**WHAT IS NEEDED**.
Look through the records below for the line with "Every browser callback" and the line with "frame) advances the", then return those lines and all lines between, exactly.

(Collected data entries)
▼▼▼
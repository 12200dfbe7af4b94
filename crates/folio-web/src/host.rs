#![forbid(unsafe_code)]

//! Browser event pump.
//!
//! The [`App`] lives in a `RefCell` owned by [`Host`]. Every browser callback
//! (DOM events, the single pending `setTimeout`, the single pending animation
//! frame) advances the app clock to `performance.now()`, delivers its work,
//! then re-arms the timeout for the scheduler's next deadline and requests a
//! frame if any controller is waiting for one.
//!
//! Events that arrive while the app is already borrowed are queued and drained
//! by the dispatch in progress; their outcome is always
//! [`EventOutcome::PASS`].

use core::time::Duration;
use std::cell::{Cell, RefCell};
use std::collections::VecDeque;
use std::rc::{Rc, Weak};

use folio_core::config::SiteConfig;
use folio_core::error::FolioError;
use folio_core::event::{EventOutcome, PageEvent};
use folio_runtime::App;
use wasm_bindgen::JsCast;
use wasm_bindgen::prelude::*;
use web_sys::{Document, KeyboardEvent, Performance, Window};

use crate::console_layer::{self, BrowserConsole};
use crate::dom::{DomPage, EventSink, Listener, forward};
use crate::input::{DomModifiers, key_event};

fn to_js(err: &FolioError) -> JsValue {
    js_sys::Error::new(&err.to_string()).into()
}

fn clock_ms(performance: Option<&Performance>) -> f64 {
    performance.map_or_else(js_sys::Date::now, Performance::now)
}

struct Host {
    app: RefCell<Option<App<DomPage>>>,
    backlog: RefCell<VecDeque<PageEvent>>,
    window: Window,
    performance: Option<Performance>,
    origin: f64,
    timeout: Cell<Option<i32>>,
    frame: Cell<Option<i32>>,
    on_timeout: Closure<dyn FnMut()>,
    on_frame: Closure<dyn FnMut(f64)>,
    listeners: RefCell<Vec<Listener>>,
}

impl Host {
    fn new(window: Window) -> Rc<Self> {
        let performance = window.performance();
        let origin = clock_ms(performance.as_ref());
        Rc::new_cyclic(|weak: &Weak<Self>| {
            let on_timeout = {
                let weak = weak.clone();
                Closure::<dyn FnMut()>::new(move || {
                    if let Some(host) = weak.upgrade() {
                        host.fire_timeout();
                    }
                })
            };
            let on_frame = {
                let weak = weak.clone();
                Closure::<dyn FnMut(f64)>::new(move |_timestamp: f64| {
                    if let Some(host) = weak.upgrade() {
                        host.fire_frame();
                    }
                })
            };
            Self {
                app: RefCell::new(None),
                backlog: RefCell::new(VecDeque::new()),
                window,
                performance,
                origin,
                timeout: Cell::new(None),
                frame: Cell::new(None),
                on_timeout,
                on_frame,
                listeners: RefCell::new(Vec::new()),
            }
        })
    }

    fn now(&self) -> Duration {
        let elapsed = clock_ms(self.performance.as_ref()) - self.origin;
        Duration::from_secs_f64(elapsed.max(0.0) / 1000.0)
    }

    fn sink(self: &Rc<Self>) -> EventSink {
        let weak = Rc::downgrade(self);
        Rc::new(move |event: PageEvent| {
            weak.upgrade()
                .map_or(EventOutcome::PASS, |host| host.dispatch(event))
        })
    }

    fn dispatch(&self, event: PageEvent) -> EventOutcome {
        let outcome = {
            let Ok(mut slot) = self.app.try_borrow_mut() else {
                self.backlog.borrow_mut().push_back(event);
                return EventOutcome::PASS;
            };
            let Some(app) = slot.as_mut() else {
                return EventOutcome::PASS;
            };
            app.set_time(self.now());
            let outcome = app.handle_event(&event);
            self.drain_backlog(app);
            outcome
        };
        self.pump();
        outcome
    }

    fn drain_backlog(&self, app: &mut App<DomPage>) {
        loop {
            let next = self.backlog.borrow_mut().pop_front();
            let Some(event) = next else {
                break;
            };
            app.handle_event(&event);
        }
    }

    /// Fire due timers, then re-arm the browser callbacks.
    fn pump(&self) {
        let (delay, wants_frame) = {
            let Ok(mut slot) = self.app.try_borrow_mut() else {
                return;
            };
            let Some(app) = slot.as_mut() else {
                return;
            };
            let now = self.now();
            app.set_time(now);
            self.drain_backlog(app);
            (
                app.next_deadline().map(|at| at.saturating_sub(now)),
                app.has_pending_frames(),
            )
        };
        self.arm_timeout(delay);
        if wants_frame {
            self.arm_frame();
        }
    }

    fn arm_timeout(&self, delay: Option<Duration>) {
        if let Some(handle) = self.timeout.take() {
            self.window.clear_timeout_with_handle(handle);
        }
        let Some(delay) = delay else {
            return;
        };
        let ms = (delay.as_secs_f64() * 1000.0).ceil() as i32;
        match self
            .window
            .set_timeout_with_callback_and_timeout_and_arguments_0(
                self.on_timeout.as_ref().unchecked_ref(),
                ms,
            ) {
            Ok(handle) => self.timeout.set(Some(handle)),
            Err(err) => tracing::warn!(error = ?err, "setTimeout failed"),
        }
    }

    fn arm_frame(&self) {
        if self.frame.get().is_some() {
            return;
        }
        match self
            .window
            .request_animation_frame(self.on_frame.as_ref().unchecked_ref())
        {
            Ok(id) => self.frame.set(Some(id)),
            Err(err) => tracing::warn!(error = ?err, "requestAnimationFrame failed"),
        }
    }

    fn fire_timeout(&self) {
        self.timeout.set(None);
        self.pump();
    }

    fn fire_frame(&self) {
        self.frame.set(None);
        if let Ok(mut slot) = self.app.try_borrow_mut()
            && let Some(app) = slot.as_mut()
        {
            app.set_time(self.now());
            app.frame();
        }
        self.pump();
    }

    /// Document and window listeners that feed the app.
    fn attach(&self, document: &Document, sink: &EventSink) -> Result<(), FolioError> {
        let mut listeners = self.listeners.borrow_mut();

        let s = Rc::clone(sink);
        listeners.push(Listener::new(document, "DOMContentLoaded", move |event| {
            forward(&s, PageEvent::Ready, &event);
        })?);

        let s = Rc::clone(sink);
        listeners.push(Listener::new(&self.window, "load", move |event| {
            forward(&s, PageEvent::Loaded, &event);
        })?);

        let s = Rc::clone(sink);
        listeners.push(Listener::new(&self.window, "scroll", move |event| {
            forward(&s, PageEvent::Scroll, &event);
        })?);

        let s = Rc::clone(sink);
        listeners.push(Listener::new(document, "keydown", move |event| {
            let Some(key) = event.dyn_ref::<KeyboardEvent>() else {
                return;
            };
            let mods = DomModifiers {
                ctrl: key.ctrl_key(),
                shift: key.shift_key(),
                alt: key.alt_key(),
                meta: key.meta_key(),
            };
            forward(&s, PageEvent::Key(key_event(&key.key(), mods)), &event);
        })?);

        let s = Rc::clone(sink);
        let doc = document.clone();
        listeners.push(Listener::new(document, "visibilitychange", move |event| {
            let hidden = doc.hidden();
            forward(&s, PageEvent::VisibilityChange { hidden }, &event);
        })?);

        Ok(())
    }

    fn disarm(&self) {
        if let Some(handle) = self.timeout.take() {
            self.window.clear_timeout_with_handle(handle);
        }
        if let Some(id) = self.frame.take() {
            let _ = self.window.cancel_animation_frame(id);
        }
    }

    fn teardown(&self) {
        self.listeners.borrow_mut().clear();
        self.disarm();
        self.backlog.borrow_mut().clear();
        match self.app.try_borrow_mut() {
            Ok(mut slot) => {
                if let Some(mut app) = slot.take() {
                    app.shutdown();
                }
            }
            Err(_) => tracing::warn!("destroy called while the page was dispatching"),
        }
    }
}

impl Drop for Host {
    fn drop(&mut self) {
        // The browser must not call back into freed closures.
        self.disarm();
    }
}

/// Handle to a running page, returned by [`boot`].
#[wasm_bindgen]
pub struct FolioHandle {
    host: Option<Rc<Host>>,
}

#[wasm_bindgen]
impl FolioHandle {
    /// Stop every controller and detach from the document. Idempotent.
    pub fn destroy(&mut self) {
        if let Some(host) = self.host.take() {
            host.teardown();
        }
    }

    #[wasm_bindgen(getter, js_name = isRunning)]
    pub fn is_running(&self) -> bool {
        self.host.as_ref().is_some_and(|host| {
            host.app
                .try_borrow()
                .is_ok_and(|app| app.as_ref().is_some_and(App::is_running))
        })
    }

    /// Current theme, `"light"` or `"dark"`.
    #[wasm_bindgen(getter)]
    pub fn theme(&self) -> Option<String> {
        let host = self.host.as_ref()?;
        let app = host.app.try_borrow().ok()?;
        Some(app.as_ref()?.theme().as_str().to_owned())
    }
}

/// Attach the behavior layer to the current document.
///
/// `config_json` overrides the defaults; omitted keys keep their default
/// values. Controllers start on `DOMContentLoaded`, or immediately when the
/// document is already parsed.
#[wasm_bindgen]
pub fn boot(config_json: Option<String>) -> Result<FolioHandle, JsValue> {
    let config = match config_json.as_deref() {
        Some(json) => SiteConfig::from_json(json).map_err(|err| to_js(&err))?,
        None => SiteConfig::default(),
    };
    let window = web_sys::window()
        .ok_or_else(|| to_js(&FolioError::MissingElement("window".to_owned())))?;

    let host = Host::new(window.clone());
    let sink = host.sink();
    let page = DomPage::new(window, Rc::clone(&sink)).map_err(|err| to_js(&err))?;
    let document = page.document().clone();
    *host.app.borrow_mut() = Some(App::new(page, config));
    if let Err(err) = host.attach(&document, &sink) {
        host.teardown();
        return Err(to_js(&err));
    }

    if let Some(app) = host.app.borrow_mut().as_mut() {
        app.set_time(host.now());
        app.boot();
    }
    if document.ready_state() == "complete" {
        // `load` already fired.
        host.dispatch(PageEvent::Loaded);
    } else {
        host.pump();
    }
    Ok(FolioHandle { host: Some(host) })
}

/// Module start hook: panic messages and tracing output go to the console.
#[wasm_bindgen(start)]
pub fn start() {
    use tracing_subscriber::filter::LevelFilter;
    use tracing_subscriber::util::SubscriberInitExt;

    console_error_panic_hook::set_once();
    let _ = console_layer::subscriber(BrowserConsole, LevelFilter::INFO).try_init();
}
#![forbid(unsafe_code)]

//! The page controllers, one per module.

pub mod mobile_menu;
pub mod navigation;
pub mod reveal;
pub mod skill_bar;
pub mod stats;
pub mod theme;
pub mod typing;

pub use mobile_menu::MobileMenuController;
pub use navigation::NavigationController;
pub use reveal::RevealController;
pub use skill_bar::SkillBarAnimator;
pub use stats::StatsCounter;
pub use theme::{Theme, ThemeController};
pub use typing::{TypingAnimator, TypingState};
#![forbid(unsafe_code)]

//! The page abstraction controllers run against.
//!
//! [`Page`] is the narrow slice of the DOM the behavior layer needs: element
//! lookup, attributes, classes, inline styles, text, a little tree editing,
//! layout offsets, scrolling, and registration of the passive subscriptions
//! (click listeners, intersection observers, media-query watches) whose
//! notifications come back as [`PageEvent`](crate::event::PageEvent)s.
//!
//! Lookups return `Option`/`Vec`: a missing element is an expected condition
//! and callers no-op on it. Apart from element creation, mutations never fail
//! from the caller's point of view; a host that hits a DOM exception logs it
//! and carries on.

use crate::element::{ElementId, ObserverId, WatchId};
use crate::error::FolioError;

/// Document parsing state, as reported by `document.readyState`.
#[derive(Debug, Clone, Copy, PartialEq, Eq, Default)]
pub enum ReadyState {
    /// Still parsing; wait for [`PageEvent::Ready`](crate::event::PageEvent::Ready).
    #[default]
    Loading,
    /// Parsed, subresources may still be loading.
    Interactive,
    /// Fully loaded.
    Complete,
}

impl ReadyState {
    /// Whether the document tree can be queried.
    #[must_use]
    pub const fn is_parsed(self) -> bool {
        !matches!(self, Self::Loading)
    }
}

/// How `scroll_to` moves the viewport.
#[derive(Debug, Clone, Copy, PartialEq, Eq)]
pub enum ScrollBehavior {
    /// Browser-animated scroll.
    Smooth,
    /// Jump immediately.
    Instant,
}

/// Options for an intersection observer.
#[derive(Debug, Clone, PartialEq)]
pub struct IntersectionOptions {
    /// Visible fraction that triggers a report.
    pub threshold: f64,
    /// CSS margin applied to the root box, e.g. `"0px 0px -100px 0px"`.
    pub root_margin: String,
}

impl IntersectionOptions {
    #[must_use]
    pub fn new(threshold: f64) -> Self {
        Self {
            threshold,
            root_margin: "0px".to_owned(),
        }
    }

    #[must_use]
    pub fn with_root_margin(mut self, margin: impl Into<String>) -> Self {
        self.root_margin = margin.into();
        self
    }
}

/// Document operations used by the behavior controllers.
///
/// Selector arguments use CSS selector syntax. Implementations must hand out
/// stable [`ElementId`]s: looking up the same element twice yields the same id.
pub trait Page {
    // -- document ---------------------------------------------------------

    /// Current parsing state of the document.
    fn ready_state(&self) -> ReadyState;

    /// The `<html>` element.
    fn root(&self) -> ElementId;

    /// The `<body>` element, if present.
    fn body(&self) -> Option<ElementId>;

    /// `document.getElementById`.
    fn element_by_id(&self, id: &str) -> Option<ElementId>;

    /// First element matching `selector` in document order.
    fn query(&self, selector: &str) -> Option<ElementId>;

    /// All elements matching `selector` in document order.
    fn query_all(&self, selector: &str) -> Vec<ElementId>;

    /// First descendant of `scope` matching `selector`.
    fn query_within(&self, scope: ElementId, selector: &str) -> Option<ElementId>;

    // -- attributes, classes, style, content ------------------------------

    fn attribute(&self, el: ElementId, name: &str) -> Option<String>;

    fn set_attribute(&mut self, el: ElementId, name: &str, value: &str);

    fn has_class(&self, el: ElementId, class: &str) -> bool;

    fn add_class(&mut self, el: ElementId, class: &str);

    fn remove_class(&mut self, el: ElementId, class: &str);

    /// Toggle `class`, returning whether it is present afterwards.
    fn toggle_class(&mut self, el: ElementId, class: &str) -> bool {
        if self.has_class(el, class) {
            self.remove_class(el, class);
            false
        } else {
            self.add_class(el, class);
            true
        }
    }

    /// Replace the whole `class` attribute.
    fn set_class_name(&mut self, el: ElementId, classes: &str);

    /// Set an inline style property (CSS property name, e.g. `transition-delay`).
    fn set_style(&mut self, el: ElementId, property: &str, value: &str);

    /// Remove an inline style property.
    fn remove_style(&mut self, el: ElementId, property: &str);

    /// `textContent`.
    fn text(&self, el: ElementId) -> String;

    fn set_text(&mut self, el: ElementId, text: &str);

    /// Replace the element's children with parsed markup.
    fn set_inner_html(&mut self, el: ElementId, html: &str);

    // -- tree -------------------------------------------------------------

    fn parent(&self, el: ElementId) -> Option<ElementId>;

    /// Element children in order.
    fn children(&self, el: ElementId) -> Vec<ElementId>;

    fn previous_sibling(&self, el: ElementId) -> Option<ElementId>;

    /// Create a detached element. Fails only when the host rejects `tag`.
    fn create_element(&mut self, tag: &str) -> Result<ElementId, FolioError>;

    fn append_child(&mut self, parent: ElementId, child: ElementId);

    /// Insert `child` into `parent` before `reference`.
    fn insert_before(&mut self, parent: ElementId, child: ElementId, reference: ElementId);

    // -- layout and scrolling -----------------------------------------------

    /// `offsetTop` in CSS pixels.
    fn offset_top(&self, el: ElementId) -> f64;

    /// `offsetHeight` in CSS pixels.
    fn offset_height(&self, el: ElementId) -> f64;

    /// `window.scrollY`.
    fn scroll_y(&self) -> f64;

    fn scroll_to(&mut self, top: f64, behavior: ScrollBehavior);

    /// Whether the browser animates `scroll_to` with [`ScrollBehavior::Smooth`].
    fn supports_smooth_scroll(&self) -> bool;

    // -- subscriptions ----------------------------------------------------

    /// Deliver [`PageEvent::Click`](crate::event::PageEvent::Click) for `el`.
    fn listen_click(&mut self, el: ElementId);

    fn unlisten_click(&mut self, el: ElementId);

    fn create_observer(&mut self, options: IntersectionOptions) -> ObserverId;

    fn observe(&mut self, observer: ObserverId, el: ElementId);

    /// Stop an observer and forget its targets.
    fn disconnect(&mut self, observer: ObserverId);

    /// Watch a media query; returns the watch and whether it matches now.
    fn watch_media(&mut self, query: &str) -> (WatchId, bool);

    fn unwatch_media(&mut self, watch: WatchId);
}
▲▲▲
**ANSWER SPACE**.
//! The [`App`] lives in a `RefCell` owned by [`Host`]. Every browser callback
//! (DOM events, the single pending `setTimeout`, the single pending animation
//! frame) advances the app clock to `performance.now()`, delivers its work,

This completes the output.